Roark’s overall body of work across seven big-league seasons — the majority of it coming with the Washington Nationals — is solid enough, as the Illinois native and 25th-round pick of the Texas Rangers in 2008 holds a career 3.71 ERA.

In 2014 and 2016, Roark was terrific, out-pitching his peripherals and registering ERAs of 2.85 and 2.83, respectively, to post matching seasons of 3.3 fWAR.

That’s a really good ceiling for the modest price, but Roark has authored ERAs over 4.24 in four of the last five seasons, and that range should be the realistic projection moving forward.

With a career high of 210 innings (2016), the burly righty has also made 30-plus starts in five of the last six campaigns, making him by far the most reliable arm on the current Blue Jays staff.

One potential red flag, however, is Roark’s first go-round in the American League after he was traded from the Cincinnati Reds to the Oakland Athletics at the trade deadline this year.

As the A’s were trying to lock up a wild-card spot, Roark posted a 4.58 ERA in 10 starts, but allowed a whopping 14 home runs.

Overall, Roark gave up 180 hits in his 165.1 innings pitched, his lowest total since 2015, while his 27.1 per cent line drive rate was the highest of his career and his 36.2 per cent ground-ball rate was the lowest of his career.

Even with all that being said, Roark’s 2.0 fWAR season would’ve led last year’s Blue Jays rotation.

It will be interesting to watch the veteran and his five-pitch mix — he uses two different 92-mph fastballs, a slider, a curveball and a changeup — adjust to life in the AL East, a division littered with playoff teams, tough lineups, and bandbox ballparks.

As it stands today, assuming all arms are healthy when we get to the end of March, Roark would lead a rotation that includes last month’s trade acquisition, Chase Anderson, veteran Matt Shoemaker, lefty Ryan Borucki, who’s returning from a lost season due to bone spurs in his elbow, and Trent Thornton.

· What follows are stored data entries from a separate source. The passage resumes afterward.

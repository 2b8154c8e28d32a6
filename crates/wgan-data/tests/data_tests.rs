// Tests for wgan-data: Dataset, VecDataset, DataLoader

use wgan_core::DType;
use wgan_cpu::{CpuBackend, CpuDevice};
use wgan_data::dataset::{Dataset, Sample, VecDataset};
use wgan_data::loader::{DataLoader, DataLoaderConfig};

// 1×2×2 "images" whose pixels all equal the sample index

struct TinyImages {
    n: usize,
    shape: Vec<usize>,
}

impl TinyImages {
    fn new(n: usize) -> Self {
        Self {
            n,
            shape: vec![1, 2, 2],
        }
    }
}

impl Dataset for TinyImages {
    fn len(&self) -> usize {
        self.n
    }

    fn get(&self, index: usize) -> Sample {
        Sample::new(vec![index as f64; 4], self.shape.clone())
    }

    fn feature_shape(&self) -> &[usize] {
        &self.shape
    }

    fn name(&self) -> &str {
        "tiny-images"
    }
}

// Emits one sample of the wrong size

struct Broken;

impl Dataset for Broken {
    fn len(&self) -> usize {
        2
    }

    fn get(&self, index: usize) -> Sample {
        Sample::new(vec![0.0; index + 1], vec![2])
    }

    fn feature_shape(&self) -> &[usize] {
        &[2]
    }
}

#[test]
fn test_multi_dim_batches_in_order() {
    let ds = TinyImages::new(6);
    let config = DataLoaderConfig::default()
        .batch_size(3)
        .shuffle(false)
        .dtype(DType::F64);
    let mut loader = DataLoader::<CpuBackend>::new(&ds, CpuDevice, config).unwrap();
    let batches = loader.epoch_batches().unwrap();
    assert_eq!(batches.len(), 2);
    assert_eq!(batches[0].dims(), &[3, 1, 2, 2]);
    assert_eq!(batches[0].dtype(), DType::F64);
    let v = batches[1].to_f64_vec().unwrap();
    assert_eq!(&v[..4], &[3.0; 4]);
    assert_eq!(&v[8..], &[5.0; 4]);
}

#[test]
fn test_parallel_fetch_matches_sequential() {
    let ds = TinyImages::new(16);
    let base = DataLoaderConfig::default()
        .batch_size(8)
        .shuffle(false)
        .dtype(DType::F64);
    let mut seq = DataLoader::<CpuBackend>::new(&ds, CpuDevice, base.clone()).unwrap();
    let mut par = DataLoader::<CpuBackend>::new(&ds, CpuDevice, base.num_workers(4)).unwrap();
    let a: Vec<Vec<f64>> = seq
        .epoch_batches()
        .unwrap()
        .iter()
        .map(|b| b.to_f64_vec().unwrap())
        .collect();
    let b: Vec<Vec<f64>> = par
        .epoch_batches()
        .unwrap()
        .iter()
        .map(|b| b.to_f64_vec().unwrap())
        .collect();
    assert_eq!(a, b);
}

#[test]
fn test_shuffle_is_a_permutation() {
    let rows: Vec<Vec<f64>> = (0..20).map(|i| vec![i as f64]).collect();
    let ds = VecDataset::from_rows(&rows).unwrap();
    let config = DataLoaderConfig::default()
        .batch_size(5)
        .seed(9)
        .dtype(DType::F64);
    let mut loader = DataLoader::<CpuBackend>::new(&ds, CpuDevice, config).unwrap();
    let mut seen: Vec<f64> = loader
        .iter_batches()
        .flat_map(|b| b.unwrap().to_f64_vec().unwrap())
        .collect();
    assert_ne!(seen, (0..20).map(|i| i as f64).collect::<Vec<_>>());
    seen.sort_by(|a, b| a.partial_cmp(b).unwrap());
    assert_eq!(seen, (0..20).map(|i| i as f64).collect::<Vec<_>>());
}

#[test]
fn test_bad_sample_reported() {
    let ds = Broken;
    let config = DataLoaderConfig::default().batch_size(2).shuffle(false);
    let mut loader = DataLoader::<CpuBackend>::new(&ds, CpuDevice, config).unwrap();
    let err = loader.epoch_batches().unwrap_err();
    assert!(err.to_string().contains("dataset"), "{err}");
}

#[test]
fn test_vec_dataset_validation() {
    assert!(VecDataset::new(vec![1.0, 2.0, 3.0], vec![2]).is_err());
    assert!(VecDataset::from_rows(&[vec![1.0], vec![1.0, 2.0]]).is_err());
    let ds = VecDataset::new(vec![1.0, 2.0, 3.0, 4.0], vec![2]).unwrap();
    assert_eq!(ds.len(), 2);
    assert_eq!(ds.get(1).features, vec![3.0, 4.0]);
    assert_eq!(ds.name(), "vec");
}
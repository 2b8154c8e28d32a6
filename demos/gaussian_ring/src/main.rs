// Gaussian Ring — WGAN-GP on a 2-D mixture of Gaussians
//
// Real data: 8 Gaussians (σ = 0.05) placed evenly on the unit circle.
// The generator maps 2-D noise to points; the critic scores points. After
// training, the generated points should cluster around the 8 modes.
//
// Usage:
//   cargo run -p gaussian_ring                   # default config
//   cargo run -p gaussian_ring -- config.json    # WganConfig as JSON
//   RUST_LOG=debug cargo run -p gaussian_ring    # per-step losses
//
// This example demonstrates:
//   1. Building generator and critic with `mlp`
//   2. Feeding real samples through a DataLoader
//   3. The n-critic schedule with Trainer
//   4. Watching a fixed preview batch and saving weights

use rand::rngs::StdRng;
use rand::{Rng, SeedableRng};
use rand_distr::StandardNormal;
use tracing_subscriber::EnvFilter;

use wgan::prelude::*;

const MODES: usize = 8;
const RADIUS: f64 = 1.0;
const STD: f64 = 0.05;

fn ring_dataset(n: usize, seed: u64) -> wgan::Result<VecDataset> {
    let mut rng = StdRng::seed_from_u64(seed);
    let mut data = Vec::with_capacity(n * 2);
    for _ in 0..n {
        let k = rng.gen_range(0..MODES);
        let angle = 2.0 * std::f64::consts::PI * k as f64 / MODES as f64;
        let dx: f64 = rng.sample(StandardNormal);
        let dy: f64 = rng.sample(StandardNormal);
        data.push(RADIUS * angle.cos() + STD * dx);
        data.push(RADIUS * angle.sin() + STD * dy);
    }
    VecDataset::new(data, vec![2])
}

/// Fraction of points within 3σ of some mode.
fn mode_coverage(points: &[f64]) -> (f64, usize) {
    let mut hit = [false; MODES];
    let mut close = 0;
    for p in points.chunks_exact(2) {
        for (k, h) in hit.iter_mut().enumerate() {
            let angle = 2.0 * std::f64::consts::PI * k as f64 / MODES as f64;
            let d = ((p[0] - angle.cos()).powi(2) + (p[1] - angle.sin()).powi(2)).sqrt();
            if d < 3.0 * STD {
                *h = true;
                close += 1;
                break;
            }
        }
    }
    let n = points.len() / 2;
    (close as f64 / n.max(1) as f64, hit.iter().filter(|h| **h).count())
}

fn main() -> wgan::Result<()> {
    tracing_subscriber::fmt()
        .with_env_filter(EnvFilter::try_from_default_env().unwrap_or_else(|_| EnvFilter::new("info")))
        .init();

    let config = match std::env::args().nth(1) {
        Some(path) => WganConfig::from_json_file(&path)?,
        None => WganConfig {
            batch_size: 128,
            latent_dim: 2,
            dtype: DType::F32,
            ..WganConfig::default()
        },
    };
    println!("=== WGAN-GP — Gaussian Ring ===");
    println!("{}", config.to_json_string()?);
    println!();

    wgan::manual_seed(0);
    let dev = CpuDevice;

    // 1. Networks
    let generator = mlp::<CpuBackend>(
        &[config.latent_dim, 64, 64, 2],
        Activation::Relu,
        None,
        config.dtype,
        &dev,
    )?;
    let critic = mlp::<CpuBackend>(
        &[2, 64, 64, 1],
        Activation::LeakyRelu(0.2),
        None,
        config.dtype,
        &dev,
    )?;
    let mut gan = WassersteinGan::with_adam(generator, critic, 1e-3, config.clone(), dev)?;
    println!("Parameters: {}", gan.num_parameters());

    // 2. Data
    let dataset = ring_dataset(config.batch_size * 32, 42)?;
    let mut loader = DataLoader::<CpuBackend>::new(
        &dataset,
        dev,
        DataLoaderConfig::default()
            .batch_size(config.batch_size)
            .dtype(config.dtype)
            .seed(7),
    )?;

    // 3. Train
    let before = mode_coverage(&gan.preview(512)?.to_f64_vec()?);
    let history = Trainer::new(10).fit(&mut gan, &mut loader)?;
    println!("{history}");

    // 4. Inspect
    let after = mode_coverage(&gan.preview(512)?.to_f64_vec()?);
    println!(
        "Preview batch near a mode: {:.1}% → {:.1}% ({} → {} of {MODES} modes)",
        before.0 * 100.0,
        after.0 * 100.0,
        before.1,
        after.1
    );

    let path = std::env::temp_dir().join("wgan_demo").join("gaussian_ring.wgan");
    gan.save_weights(&path)?;
    println!("Weights saved to {}", path.display());
    Ok(())
}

It’s very likely they’re not done adding to the rotation so that projection should change at some point this winter, while it’s also smart to expect some sort of injury changing it again during spring training, which would throw youngsters Anthony Kay, Jacob Waguespack and T.J. Zeuch into the mix.

Top prospect Nate Pearson isn’t going to break camp with the big club, but he’ll enter the mix at some point, likely in June or July.